Sound decision making will be at a premium next week on north Alabama's Pickwick and Wilson lakes. For starters, there are two lakes available to the Elite Series anglers competing in the Alabama Charge out of Florence, Ala.
To further complicate things, the lakes are home to all three species of Micropterus: the largemouth, smallmouth and spotted bass. Earning the trophy -- along with $100,000 and a berth in the 2012 Bassmaster Classic -- will require a string of good decisions, and a few good bites.
Add in fluctuating water levels and you've got a multiple-choice test no angler is thrilled about taking.
Wilson is roughly half the size of Pickwick (30,175 surface acres vs. 15,930), but it weighs in big time for big smallies. Wilson lays claim to producing the third largest-ever smallmouth, a 10-pound, 8-ounce slob, caught near the Wheeler Dam tailwater by Owen F. Smith on October 8, 1950.
Wilson still regularly produces 4- and 5-pound smallies, one or two of which will be key come the tournament. However, don't expect most anglers to focus on the smaller of two.
Pickwick will more than likely be where most pros fish. Not only because it's larger, but because of its massive resident fish population.
Alton Jones, who after two Elite events lead the Bassmaster Toyota Tundra Angler of the Year standings, also points to Pickwick's hydrilla beds that have transformed it into one of the best fisheries in the U.S.
Jones, who caught only 23-13 last year on Pickwick to finish 78th, prefers to not fish in a crowd, so look for him to be where most anglers aren't.
"The fact that lots of guys will fish Pickwick may make Wilson better," he says. "But, Pickwick is larger and can handle the pressure more easily."
Jones says that the event will be in the heat of the spawn, but the tailrace -- which supported many of the Top 12 anglers in 2010 -- will still be a popular spot. He also believes that the top of the field will be targeting either largemouth or smallmouth bass.
Elite pro Tim Horton calls Muscle Shoals, Ala., home and has fished Pickwick and Wilson lakes for years. He too failed to make the cut last year, when the event was held almost three weeks later in April. Horton finished 53rd in the event won by Kevin Short, who finished with 75-1 for a five-pounder victory over Cliff Pace.
Contrary to Jones, Horton doesn't think the grass will be tall enough to make a difference this year.

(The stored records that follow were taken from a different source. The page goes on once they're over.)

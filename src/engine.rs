//! Building, publishing and querying an index.
//!
//! [`SearchEngine`] ties the pieces together. A rebuild produces a complete
//! snapshot and its barrels, optionally persists them, and then swaps a
//! single `Arc` so that queries see either the old generation or the new one
//! in full. A query clones the current `Arc` and runs without holding any
//! lock.

use std::sync::Arc;

use log::{info, warn};
use parking_lot::{Mutex, RwLock};

use crate::analysis::Normalizer;
use crate::barrel::partition::PartitionTable;
use crate::barrel::partitioner::{BarrelSet, BarrelSource, partition};
use crate::barrel::store::BarrelStore;
use crate::config::IndexConfig;
use crate::document::{DocId, Document};
use crate::error::Result;
use crate::index::builder::IndexBuilder;
use crate::index::snapshot::{IndexSnapshot, IndexStats};
use crate::morphology::MorphologyProvider;
use crate::persist::{IndexReader, IndexWriter};
use crate::search::processor::{ExpansionGroup, QueryProcessor};
use crate::storage::Storage;

/// One published index generation.
#[derive(Debug)]
struct Generation {
    number: u64,
    snapshot: Arc<IndexSnapshot>,
    processor: QueryProcessor,
}

/// A searchable index with atomic rebuilds.
///
/// # Examples
///
/// ```
/// use std::sync::Arc;
///
/// use glaive::config::IndexConfig;
/// use glaive::document::Document;
/// use glaive::engine::SearchEngine;
/// use glaive::morphology::SuffixLemmatizer;
///
/// let engine = SearchEngine::new(IndexConfig::default(), Arc::new(SuffixLemmatizer::new())).unwrap();
/// engine
///     .rebuild(vec![
///         Document::from_text("doc1", "Cats are cute"),
///         Document::from_text("doc2", "Dogs are loyal"),
///     ])
///     .unwrap();
///
/// assert_eq!(engine.search("are", false).unwrap(), vec!["doc1", "doc2"]);
/// assert_eq!(engine.search("cat", false).unwrap(), Vec::<String>::new());
/// assert_eq!(engine.search("dog", true).unwrap(), Vec::<String>::new());
/// assert_eq!(engine.search("cats", true).unwrap(), vec!["doc1"]);
/// ```
pub struct SearchEngine {
    config: IndexConfig,
    normalizer: Normalizer,
    morphology: Arc<dyn MorphologyProvider>,
    table: PartitionTable,
    builder: IndexBuilder,
    storage: Option<Arc<dyn Storage>>,
    current: RwLock<Arc<Generation>>,
    rebuild_lock: Mutex<()>,
}

impl std::fmt::Debug for SearchEngine {
    fn fmt(&self, f: &mut std::fmt::Formatter<'_>) -> std::fmt::Result {
        f.debug_struct("SearchEngine")
            .field("config", &self.config)
            .field("morphology", &self.morphology.name())
            .field("storage", &self.storage)
            .field("generation", &self.generation())
            .finish()
    }
}

impl SearchEngine {
    /// Create an engine with an empty in-memory index.
    pub fn new(config: IndexConfig, morphology: Arc<dyn MorphologyProvider>) -> Result<Self> {
        let table = config.partition_table()?;
        let normalizer = if config.lemmatize_on_index {
            Normalizer::with_morphology(Arc::clone(&morphology))
        } else {
            Normalizer::new()
        };
        let builder = IndexBuilder::new(normalizer.clone(), &config)?;

        let empty = Arc::new(IndexSnapshot::default());
        let barrels: Arc<dyn BarrelSource> =
            Arc::new(BarrelSet::from_index(&empty.inverted, &table));
        let processor =
            QueryProcessor::new(normalizer.clone(), Arc::clone(&morphology), table.clone(), barrels);

        Ok(SearchEngine {
            config,
            normalizer,
            morphology,
            table,
            builder,
            storage: None,
            current: RwLock::new(Arc::new(Generation {
                number: 0,
                snapshot: empty,
                processor,
            })),
            rebuild_lock: Mutex::new(()),
        })
    }

    /// Persist every rebuild to `storage`.
    pub fn with_storage(mut self, storage: Arc<dyn Storage>) -> Self {
        self.storage = Some(storage);
        self
    }

    /// Open a persisted index.
    ///
    /// The forward index, inverted index and lexicon are loaded and checked
    /// against the manifest up front, and every barrel file must be the one
    /// the manifest committed. Barrels themselves are parsed lazily on first
    /// use and checked against the loaded inverted index.
    pub fn open(
        storage: Arc<dyn Storage>,
        config: IndexConfig,
        morphology: Arc<dyn MorphologyProvider>,
    ) -> Result<Self> {
        let engine = Self::new(config, morphology)?.with_storage(Arc::clone(&storage));

        let reader = IndexReader::new(
            Arc::clone(&storage),
            engine.config.file_names.clone(),
            engine.config.term_ids,
        );
        let snapshot = Arc::new(reader.load()?);
        reader.verify_barrels(&engine.table)?;

        let store = BarrelStore::new(
            storage,
            engine.table.clone(),
            engine.config.file_names.clone(),
        )
        .with_reference(Arc::clone(&snapshot));

        engine.publish(snapshot, Arc::new(store));
        Ok(engine)
    }

    /// Index `documents` from scratch and publish the result.
    ///
    /// Returns the new generation number. Queries running during the
    /// rebuild keep using the previous generation. If persisting fails,
    /// nothing is published and the stored index stays unreadable until a
    /// later rebuild succeeds.
    pub fn rebuild(&self, documents: Vec<Document>) -> Result<u64> {
        let _guard = self.rebuild_lock.lock();

        let snapshot = self.builder.index(documents)?;
        let barrels = partition(&snapshot.inverted, &self.table);

        if let Some(storage) = &self.storage {
            self.retire_current();

            let writer = IndexWriter::new(Arc::clone(storage), self.config.file_names.clone());
            writer.save_all(&snapshot, &self.table, &barrels)?;
        }

        Ok(self.publish(Arc::new(snapshot), Arc::new(BarrelSet::new(barrels))))
    }

    /// Pull the published barrels into memory and stop them from reading
    /// files that are about to be overwritten.
    fn retire_current(&self) {
        let barrels = Arc::clone(self.current().processor.barrels());
        if let Err(e) = barrels.preload() {
            warn!("Previous generation could not be fully preloaded: {e}");
        }
        barrels.retire();
    }

    fn publish(&self, snapshot: Arc<IndexSnapshot>, barrels: Arc<dyn BarrelSource>) -> u64 {
        let processor = QueryProcessor::new(
            self.normalizer.clone(),
            Arc::clone(&self.morphology),
            self.table.clone(),
            barrels,
        );

        let mut current = self.current.write();
        let number = current.number + 1;
        let stats = snapshot.stats();
        *current = Arc::new(Generation {
            number,
            snapshot,
            processor,
        });
        info!(
            "Published generation {}: {} documents, {} terms",
            number, stats.documents, stats.terms
        );
        number
    }

    fn current(&self) -> Arc<Generation> {
        Arc::clone(&self.current.read())
    }

    /// Documents matching every query term, sorted ascending.
    pub fn search(&self, query: &str, expand: bool) -> Result<Vec<DocId>> {
        self.current().processor.search(query, expand)
    }

    /// The expansion groups a query would be evaluated with.
    pub fn explain(&self, query: &str, expand: bool) -> Result<Vec<ExpansionGroup>> {
        self.current().processor.expand(query, expand)
    }

    /// A query processor pinned to the published generation.
    ///
    /// It keeps answering from that generation after later rebuilds.
    pub fn processor(&self) -> QueryProcessor {
        self.current().processor.clone()
    }

    /// The published snapshot.
    pub fn snapshot(&self) -> Arc<IndexSnapshot> {
        Arc::clone(&self.current().snapshot)
    }

    /// Number of the published generation; 0 before the first publish.
    pub fn generation(&self) -> u64 {
        self.current.read().number
    }

    pub fn stats(&self) -> IndexStats {
        self.current().snapshot.stats()
    }

    pub fn config(&self) -> &IndexConfig {
        &self.config
    }

    pub fn normalizer(&self) -> &Normalizer {
        &self.normalizer
    }
}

It usually becomes a factor late in May. Horton said he expects 12-13 pounds per day will make the Top 50 cut, while the upper 70-pound-range will take the trophy.
The final variable will be the volatile water level. If the area experiences lots of rain, flow will increase (which makes for better fishing), but Alabama Power may drop the lake level. Adjusting to this factor -- as well as the others -- will be vital in the winner's success.
"There's lots to look for and be aware of," Horton says. "If it's at full pool, they may draw it back down to winter pool, we'll just have to see."